Combining all of these factors into two new grades, Sandvik Coromant has released CB7105 and CB7115 to strengthen its offer in the ISO H05 to H15 application area. While the former offers enhanced crater wear resistance in comparison with existing solutions, the latter is designed to provide users with better fracture resistance than today’s available grades. These benefits equate to higher speed and improved edge line toughness respectively. CB7105 and CB7115 have been developed to tackle the challenges of hard part turning through the application of a high performing PCBN grade material and TiN-PVD coating. Furthermore, the edge preparation has been updated for negative style inserts and all wiper inserts, ensuring better balance between tool life and edge line security.

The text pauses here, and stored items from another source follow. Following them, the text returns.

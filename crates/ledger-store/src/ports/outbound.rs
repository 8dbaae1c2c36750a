//! # Outbound Ports (Driven Ports)
//!
//! Contracts the record store expects its persistence collaborators to
//! implement. The store itself gives no durability guarantees; backends are
//! reached through this load/save seam only.

use ledger_records::{RecordError, TransactionRecord};
use thiserror::Error;

/// Synchronous load/save contract over an ordered record sequence.
///
/// Implementations decide the storage medium (flat file, relational engine);
/// the store only requires that `load` yields records in a stable order and
/// that `save` persists the full sequence.
pub trait RecordRepository {
    /// Load the full record sequence.
    fn load(&self) -> Result<Vec<TransactionRecord>, RepositoryError>;

    /// Persist the full record sequence, replacing previous contents.
    fn save(&self, records: &[TransactionRecord]) -> Result<(), RepositoryError>;
}

/// Errors that can occur in a repository implementation.
#[derive(Debug, Error)]
pub enum RepositoryError {
    /// Underlying I/O failure.
    #[error("I/O error: {0}")]
    Io(#[from] std::io::Error),

    /// The stored document is not valid JSON.
    #[error("malformed JSON: {0}")]
    Parse(#[from] serde_json::Error),

    /// The stored document has an unsupported shape.
    #[error("unsupported document shape: expected an array or an object with a \"transactions\" array")]
    InvalidFormat,

    /// An entry in the document is not a valid record.
    #[error(transparent)]
    Record(#[from] RecordError),
}
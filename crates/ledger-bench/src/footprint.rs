//! # Footprint Reporting
//!
//! Shallow byte-size figures for the store's two containers. The numbers are
//! container-level estimates (allocated capacity times element size, plus
//! index key heap bytes), mirroring what shallow sizing exposes; record
//! payload heap data is shared by both strategies and deliberately excluded.
//! Informational only: no decision logic consumes these figures.

use std::collections::HashMap;
use std::mem::size_of;

use ledger_records::TransactionRecord;
use ledger_store::RecordStore;

/// Shallow sizes of the sequence and index containers.
#[derive(Debug, Clone, Copy, PartialEq, Eq)]
pub struct FootprintReport {
    /// Records in the sequence.
    pub record_count: usize,
    /// Entries in the index.
    pub index_entries: usize,
    /// Shallow bytes of the sequence container (header plus capacity).
    pub sequence_bytes: usize,
    /// Shallow bytes of the index container (header plus capacity).
    pub index_bytes: usize,
    /// Heap bytes of the canonical identifier keys the index references.
    pub index_key_bytes: usize,
}

impl FootprintReport {
    /// Total extra bytes spent on the direct-access strategy.
    pub fn index_overhead_bytes(&self) -> usize {
        self.index_bytes + self.index_key_bytes
    }
}

/// Describe the store's container footprint.
pub fn describe_footprint(store: &RecordStore) -> FootprintReport {
    let sequence_bytes = size_of::<Vec<TransactionRecord>>()
        + store.sequence_capacity() * size_of::<TransactionRecord>();

    let index_bytes = size_of::<HashMap<String, usize>>()
        + store.index_capacity() * (size_of::<String>() + size_of::<usize>());

    let index_key_bytes = store.index_keys().map(str::len).sum();

    FootprintReport {
        record_count: store.len(),
        index_entries: store.index_len(),
        sequence_bytes,
        index_bytes,
        index_key_bytes,
    }
}
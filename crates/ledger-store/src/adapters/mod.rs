//! # Adapters Layer
//!
//! Concrete implementations of the outbound ports.

pub mod json_file;

pub use json_file::JsonFileRepository;
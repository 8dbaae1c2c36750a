//! # Transaction Records
//!
//! A [`TransactionRecord`] is an open mapping from field name to JSON value
//! with exactly one designated identifier field. The store reads only the
//! identifier; every other field is opaque payload.

use serde::{Deserialize, Serialize};
use serde_json::{Map, Value};

use crate::errors::{json_kind, RecordError};
use crate::id::RecordId;

/// Name of the designated identifier field.
pub const ID_FIELD: &str = "id";

/// A single transaction record: an open field map carrying one identifier.
#[derive(Debug, Clone, PartialEq, Serialize, Deserialize)]
#[serde(transparent)]
pub struct TransactionRecord {
    fields: Map<String, Value>,
}

impl TransactionRecord {
    /// Wrap a JSON object map as a record.
    pub fn new(fields: Map<String, Value>) -> Self {
        Self { fields }
    }

    /// Convert an arbitrary JSON value into a record.
    ///
    /// Only objects qualify; anything else is rejected at the ingestion
    /// boundary before reaching the store.
    pub fn from_value(value: Value) -> Result<Self, RecordError> {
        match value {
            Value::Object(fields) => Ok(Self { fields }),
            other => Err(RecordError::NotAnObject {
                kind: json_kind(&other),
            }),
        }
    }

    /// The raw identifier value, if the record carries one.
    ///
    /// A null identifier counts as absent: the store will assign one on
    /// append.
    pub fn id_value(&self) -> Option<&Value> {
        self.fields.get(ID_FIELD).filter(|v| !v.is_null())
    }

    /// Canonicalize this record's identifier.
    pub fn canonical_id(&self) -> Result<RecordId, RecordError> {
        let value = self.id_value().ok_or(RecordError::MissingIdentifier)?;
        RecordId::canonicalize(value)
    }

    /// Whether this record's identifier canonicalizes to `id`.
    ///
    /// Records without a canonicalizable identifier match nothing.
    pub fn matches(&self, id: &RecordId) -> bool {
        self.canonical_id().map_or(false, |own| own == *id)
    }

    /// Read a payload field.
    pub fn get(&self, field: &str) -> Option<&Value> {
        self.fields.get(field)
    }

    /// Write a payload field, overwriting any existing value.
    pub fn set(&mut self, field: impl Into<String>, value: Value) {
        self.fields.insert(field.into(), value);
    }

    /// Borrow the underlying field map.
    pub fn fields(&self) -> &Map<String, Value> {
        &self.fields
    }

    /// Consume the record, yielding its field map.
    pub fn into_fields(self) -> Map<String, Value> {
        self.fields
    }
}

impl From<Map<String, Value>> for TransactionRecord {
    fn from(fields: Map<String, Value>) -> Self {
        Self::new(fields)
    }
}
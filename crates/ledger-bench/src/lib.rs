//! # Lookup Benchmark Subsystem
//!
//! Measures the record store's two lookup strategies against each other and
//! reports structured, comparative results:
//!
//! - [`measure`]: aggregate timing over repeated lookups, yielding totals,
//!   per-operation times, and a speedup factor.
//! - [`compare`]: one timed call of each strategy per probe identifier, for
//!   case-by-case demonstration.
//! - [`describe_footprint`]: shallow byte sizes of the two containers, so
//!   the space cost of maintaining the index can be quantified.
//!
//! Everything here is read-only over the store and strictly sequential;
//! the two strategies' timing loops are never interleaved, keeping each
//! measurement attributable to a single strategy. The reporting layer owns
//! all text formatting; this crate returns data only.

pub mod footprint;
pub mod measure;

pub use footprint::{describe_footprint, FootprintReport};
pub use measure::{compare, measure, representative_ids, BenchmarkResult, LookupCase};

In conclusion, CB7105 allows machine shops to achieve lower cost per part when used as part of a high speed machining strategy. It is suitable for continuous cutting operations, shallower depths of cut and smaller chip loads at high speed. Alternatively, at lower speeds, users of CB7105 can benefit from longer tool life. CB7115 is also designed to deliver lower cost per component, typically through the adoption of one-cut strategies at higher speeds. This grade is more suitable for continuous-to-light interrupted cuts, or larger chip loads at medium to high speeds. Highlighting the potential gains on offer, one trial site increase production of case-hardened 16MnCrS5 (HRc 57-62) automotive components by at least 15% after switching to CB7105 and CB7115. In fact, CB7115 surpassed 600 components (at 0.15 minutes time-in-cut) with predictable surface generation and lower Rz value. The cutting speed was 170 m/min (557 ft/min), while feed rate was 0.22 mm/rev (0.087 inch/rev) with a cutting depth of 0.15 mm (0.059 inch). Ultimately, reliable and predictable machining is always the goal when machining case-hardened or induction-hardened steel components such as transmission shafts and gears. CB7105 and CB7115 grade inserts offer advanced PCBN substrates and optimised edge preparation and edge line quality to ensure better and more predictable tool life and process security.